• [Data shown]:
◆ ◆ ◆ ◆ ◆ ◆ ◆

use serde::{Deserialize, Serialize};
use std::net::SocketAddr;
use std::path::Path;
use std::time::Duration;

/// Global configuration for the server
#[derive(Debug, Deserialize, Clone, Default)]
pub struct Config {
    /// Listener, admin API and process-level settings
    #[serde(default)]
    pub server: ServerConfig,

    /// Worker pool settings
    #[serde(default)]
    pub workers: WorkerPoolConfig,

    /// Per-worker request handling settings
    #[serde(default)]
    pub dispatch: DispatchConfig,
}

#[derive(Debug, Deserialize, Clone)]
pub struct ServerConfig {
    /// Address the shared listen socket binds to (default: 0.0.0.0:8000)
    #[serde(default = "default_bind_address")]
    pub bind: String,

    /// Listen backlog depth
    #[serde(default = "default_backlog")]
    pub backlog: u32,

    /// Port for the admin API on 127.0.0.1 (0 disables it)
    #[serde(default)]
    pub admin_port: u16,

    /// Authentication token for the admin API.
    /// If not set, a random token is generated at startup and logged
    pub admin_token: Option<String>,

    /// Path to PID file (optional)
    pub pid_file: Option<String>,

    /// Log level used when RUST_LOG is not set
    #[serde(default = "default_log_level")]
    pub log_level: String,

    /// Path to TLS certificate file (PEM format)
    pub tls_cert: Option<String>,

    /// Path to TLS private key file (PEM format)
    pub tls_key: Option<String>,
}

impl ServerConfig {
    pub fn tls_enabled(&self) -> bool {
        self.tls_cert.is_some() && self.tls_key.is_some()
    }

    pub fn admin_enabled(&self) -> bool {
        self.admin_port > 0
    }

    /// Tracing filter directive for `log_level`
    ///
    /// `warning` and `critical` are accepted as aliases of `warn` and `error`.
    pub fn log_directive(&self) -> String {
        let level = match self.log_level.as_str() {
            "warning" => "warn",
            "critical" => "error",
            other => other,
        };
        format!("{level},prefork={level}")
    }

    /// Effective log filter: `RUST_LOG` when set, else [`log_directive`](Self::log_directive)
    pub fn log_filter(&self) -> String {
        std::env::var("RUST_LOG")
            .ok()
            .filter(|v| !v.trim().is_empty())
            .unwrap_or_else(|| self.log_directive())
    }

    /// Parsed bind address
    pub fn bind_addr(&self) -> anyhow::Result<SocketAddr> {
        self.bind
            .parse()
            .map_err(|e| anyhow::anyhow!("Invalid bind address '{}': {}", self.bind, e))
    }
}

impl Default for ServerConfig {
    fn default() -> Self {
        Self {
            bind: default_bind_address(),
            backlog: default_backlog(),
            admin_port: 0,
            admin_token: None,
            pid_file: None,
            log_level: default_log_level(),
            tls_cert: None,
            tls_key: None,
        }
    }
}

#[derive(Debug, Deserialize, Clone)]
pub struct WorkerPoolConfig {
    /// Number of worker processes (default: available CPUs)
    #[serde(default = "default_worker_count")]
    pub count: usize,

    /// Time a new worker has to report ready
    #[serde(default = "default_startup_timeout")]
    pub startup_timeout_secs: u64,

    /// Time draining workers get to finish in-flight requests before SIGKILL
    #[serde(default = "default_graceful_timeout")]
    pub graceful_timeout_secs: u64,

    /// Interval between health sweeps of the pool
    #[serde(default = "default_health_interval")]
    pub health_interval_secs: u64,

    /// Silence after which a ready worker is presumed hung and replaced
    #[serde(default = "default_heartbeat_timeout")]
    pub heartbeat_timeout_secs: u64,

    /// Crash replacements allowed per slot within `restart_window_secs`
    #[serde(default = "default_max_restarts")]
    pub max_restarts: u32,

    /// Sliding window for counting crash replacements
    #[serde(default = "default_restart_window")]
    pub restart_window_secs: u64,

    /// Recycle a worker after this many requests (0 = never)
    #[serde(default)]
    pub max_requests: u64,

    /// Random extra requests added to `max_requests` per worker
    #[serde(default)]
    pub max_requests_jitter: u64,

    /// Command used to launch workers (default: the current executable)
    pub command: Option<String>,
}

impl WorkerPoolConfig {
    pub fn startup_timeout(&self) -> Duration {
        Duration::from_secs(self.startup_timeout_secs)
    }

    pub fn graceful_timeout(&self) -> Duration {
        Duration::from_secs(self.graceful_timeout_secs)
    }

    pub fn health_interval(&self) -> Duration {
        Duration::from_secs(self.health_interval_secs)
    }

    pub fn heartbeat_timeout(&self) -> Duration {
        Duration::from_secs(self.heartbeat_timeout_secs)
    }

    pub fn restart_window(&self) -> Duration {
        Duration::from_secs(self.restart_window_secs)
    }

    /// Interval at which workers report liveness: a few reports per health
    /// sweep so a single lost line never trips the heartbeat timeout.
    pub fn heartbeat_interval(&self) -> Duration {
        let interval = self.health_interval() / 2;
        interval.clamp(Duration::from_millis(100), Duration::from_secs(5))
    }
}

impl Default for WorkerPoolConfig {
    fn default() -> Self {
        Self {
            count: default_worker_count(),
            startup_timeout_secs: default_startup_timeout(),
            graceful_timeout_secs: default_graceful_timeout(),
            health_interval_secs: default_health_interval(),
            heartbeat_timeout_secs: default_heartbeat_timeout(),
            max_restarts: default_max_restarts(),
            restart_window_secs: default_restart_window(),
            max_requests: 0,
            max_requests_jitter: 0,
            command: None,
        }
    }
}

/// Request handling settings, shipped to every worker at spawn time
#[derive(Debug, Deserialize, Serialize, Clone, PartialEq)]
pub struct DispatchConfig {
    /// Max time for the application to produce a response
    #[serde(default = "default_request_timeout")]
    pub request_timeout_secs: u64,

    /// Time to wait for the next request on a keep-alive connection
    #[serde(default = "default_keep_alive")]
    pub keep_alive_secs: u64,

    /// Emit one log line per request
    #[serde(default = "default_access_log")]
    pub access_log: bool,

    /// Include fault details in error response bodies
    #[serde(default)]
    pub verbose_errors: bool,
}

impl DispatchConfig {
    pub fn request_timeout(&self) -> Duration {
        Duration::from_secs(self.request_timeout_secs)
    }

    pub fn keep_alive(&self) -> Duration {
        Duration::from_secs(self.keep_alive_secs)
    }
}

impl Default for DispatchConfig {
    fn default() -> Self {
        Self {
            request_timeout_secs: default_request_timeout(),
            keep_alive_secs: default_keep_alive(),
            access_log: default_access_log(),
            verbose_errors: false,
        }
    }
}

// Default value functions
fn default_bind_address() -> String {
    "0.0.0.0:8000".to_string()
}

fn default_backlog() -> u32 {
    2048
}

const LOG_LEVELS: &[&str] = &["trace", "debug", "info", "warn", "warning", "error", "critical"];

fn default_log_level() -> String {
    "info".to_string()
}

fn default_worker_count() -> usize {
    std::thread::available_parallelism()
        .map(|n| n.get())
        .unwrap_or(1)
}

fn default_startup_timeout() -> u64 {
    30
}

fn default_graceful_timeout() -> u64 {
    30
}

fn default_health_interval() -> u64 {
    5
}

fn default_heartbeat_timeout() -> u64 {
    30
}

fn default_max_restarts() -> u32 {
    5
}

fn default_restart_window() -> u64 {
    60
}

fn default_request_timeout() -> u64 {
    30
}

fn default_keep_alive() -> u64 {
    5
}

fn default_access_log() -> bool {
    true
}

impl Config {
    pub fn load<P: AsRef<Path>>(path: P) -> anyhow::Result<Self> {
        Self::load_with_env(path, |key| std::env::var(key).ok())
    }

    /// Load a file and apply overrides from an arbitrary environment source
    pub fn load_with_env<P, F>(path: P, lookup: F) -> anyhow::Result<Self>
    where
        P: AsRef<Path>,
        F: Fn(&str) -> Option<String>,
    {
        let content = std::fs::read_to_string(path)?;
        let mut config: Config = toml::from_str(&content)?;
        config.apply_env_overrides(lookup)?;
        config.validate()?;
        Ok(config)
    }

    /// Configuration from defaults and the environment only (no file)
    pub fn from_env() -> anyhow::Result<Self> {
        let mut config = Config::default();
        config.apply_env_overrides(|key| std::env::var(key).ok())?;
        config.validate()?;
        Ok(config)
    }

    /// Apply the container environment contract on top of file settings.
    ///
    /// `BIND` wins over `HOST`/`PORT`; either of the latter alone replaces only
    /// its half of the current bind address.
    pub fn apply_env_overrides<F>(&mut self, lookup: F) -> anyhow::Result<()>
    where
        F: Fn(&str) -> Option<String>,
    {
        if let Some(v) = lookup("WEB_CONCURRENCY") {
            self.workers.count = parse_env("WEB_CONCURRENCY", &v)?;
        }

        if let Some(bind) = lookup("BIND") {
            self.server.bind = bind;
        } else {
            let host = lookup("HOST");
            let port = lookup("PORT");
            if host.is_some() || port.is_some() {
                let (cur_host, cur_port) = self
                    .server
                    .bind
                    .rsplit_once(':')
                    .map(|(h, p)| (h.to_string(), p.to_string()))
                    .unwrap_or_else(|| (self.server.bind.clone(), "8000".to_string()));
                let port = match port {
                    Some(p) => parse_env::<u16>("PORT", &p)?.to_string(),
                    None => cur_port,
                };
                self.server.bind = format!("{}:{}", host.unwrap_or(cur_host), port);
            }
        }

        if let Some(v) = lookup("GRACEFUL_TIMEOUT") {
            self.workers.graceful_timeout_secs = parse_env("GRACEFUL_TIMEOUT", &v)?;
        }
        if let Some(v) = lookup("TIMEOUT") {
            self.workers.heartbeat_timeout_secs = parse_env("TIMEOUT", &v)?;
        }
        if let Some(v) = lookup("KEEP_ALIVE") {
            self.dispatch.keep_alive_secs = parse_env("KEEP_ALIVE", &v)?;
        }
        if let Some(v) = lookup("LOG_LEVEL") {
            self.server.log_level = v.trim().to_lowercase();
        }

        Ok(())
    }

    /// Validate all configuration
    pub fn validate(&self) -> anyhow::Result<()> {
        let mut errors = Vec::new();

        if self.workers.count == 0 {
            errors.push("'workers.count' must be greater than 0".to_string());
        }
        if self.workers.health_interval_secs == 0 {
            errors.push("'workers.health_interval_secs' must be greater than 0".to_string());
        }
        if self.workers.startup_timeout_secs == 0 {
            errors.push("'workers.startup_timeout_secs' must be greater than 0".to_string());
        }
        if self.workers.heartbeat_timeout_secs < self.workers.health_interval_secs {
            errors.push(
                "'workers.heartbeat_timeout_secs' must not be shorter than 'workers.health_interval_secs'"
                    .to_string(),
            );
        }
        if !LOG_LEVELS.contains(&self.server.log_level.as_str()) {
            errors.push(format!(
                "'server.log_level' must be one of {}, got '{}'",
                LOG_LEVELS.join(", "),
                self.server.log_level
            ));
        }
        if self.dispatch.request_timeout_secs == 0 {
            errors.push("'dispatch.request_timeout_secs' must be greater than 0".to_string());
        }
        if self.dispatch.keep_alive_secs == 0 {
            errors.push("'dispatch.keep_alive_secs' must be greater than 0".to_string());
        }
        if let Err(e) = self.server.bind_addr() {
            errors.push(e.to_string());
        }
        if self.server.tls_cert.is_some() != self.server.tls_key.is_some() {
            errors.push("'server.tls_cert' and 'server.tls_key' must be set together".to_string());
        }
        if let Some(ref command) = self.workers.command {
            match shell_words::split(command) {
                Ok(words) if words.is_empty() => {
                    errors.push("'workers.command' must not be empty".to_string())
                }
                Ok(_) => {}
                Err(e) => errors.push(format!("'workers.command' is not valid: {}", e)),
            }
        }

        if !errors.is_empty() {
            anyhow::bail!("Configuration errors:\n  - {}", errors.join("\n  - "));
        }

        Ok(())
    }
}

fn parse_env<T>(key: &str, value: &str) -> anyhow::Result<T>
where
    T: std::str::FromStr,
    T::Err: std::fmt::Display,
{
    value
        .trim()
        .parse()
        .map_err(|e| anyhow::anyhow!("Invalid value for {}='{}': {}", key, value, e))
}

◆ ◆ ◆ ◆ ◆ ◆ ◆

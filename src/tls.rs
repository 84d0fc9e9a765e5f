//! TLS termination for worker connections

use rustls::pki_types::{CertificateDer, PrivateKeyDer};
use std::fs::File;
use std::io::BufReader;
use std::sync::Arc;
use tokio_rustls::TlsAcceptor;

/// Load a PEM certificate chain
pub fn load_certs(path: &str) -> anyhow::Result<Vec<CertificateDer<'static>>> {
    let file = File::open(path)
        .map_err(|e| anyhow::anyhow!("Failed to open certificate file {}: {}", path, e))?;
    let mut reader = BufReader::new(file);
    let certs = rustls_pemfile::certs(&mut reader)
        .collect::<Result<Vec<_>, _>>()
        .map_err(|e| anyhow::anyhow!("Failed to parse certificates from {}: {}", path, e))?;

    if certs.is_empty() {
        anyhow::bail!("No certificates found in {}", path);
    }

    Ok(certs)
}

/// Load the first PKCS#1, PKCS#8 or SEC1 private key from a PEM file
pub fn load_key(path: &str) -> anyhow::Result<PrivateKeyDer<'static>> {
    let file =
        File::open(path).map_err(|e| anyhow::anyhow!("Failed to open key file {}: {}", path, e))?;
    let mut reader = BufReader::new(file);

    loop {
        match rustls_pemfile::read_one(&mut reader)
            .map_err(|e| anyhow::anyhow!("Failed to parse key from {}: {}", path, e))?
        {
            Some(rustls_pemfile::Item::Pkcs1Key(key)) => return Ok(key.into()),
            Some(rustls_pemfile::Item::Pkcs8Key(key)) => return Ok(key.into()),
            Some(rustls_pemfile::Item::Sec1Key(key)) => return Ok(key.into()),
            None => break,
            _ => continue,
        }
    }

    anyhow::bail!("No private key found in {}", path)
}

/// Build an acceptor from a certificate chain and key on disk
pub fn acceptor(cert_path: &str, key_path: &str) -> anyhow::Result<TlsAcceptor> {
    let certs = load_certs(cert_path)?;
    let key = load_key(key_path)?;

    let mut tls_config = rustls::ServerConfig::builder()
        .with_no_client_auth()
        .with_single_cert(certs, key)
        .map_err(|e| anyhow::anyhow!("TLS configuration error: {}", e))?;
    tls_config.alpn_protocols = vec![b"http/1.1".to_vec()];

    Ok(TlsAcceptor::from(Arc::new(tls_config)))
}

◆ ◆ ◆ ◆ ◆ ◆ ◆

• [Your instructions]: Lines that include the word "WorkerPoolConfig" are to be extracted from the data above.

• [Answer to this exercise]:
    pub workers: WorkerPoolConfig,
pub struct WorkerPoolConfig {
impl WorkerPoolConfig {
impl Default for WorkerPoolConfig {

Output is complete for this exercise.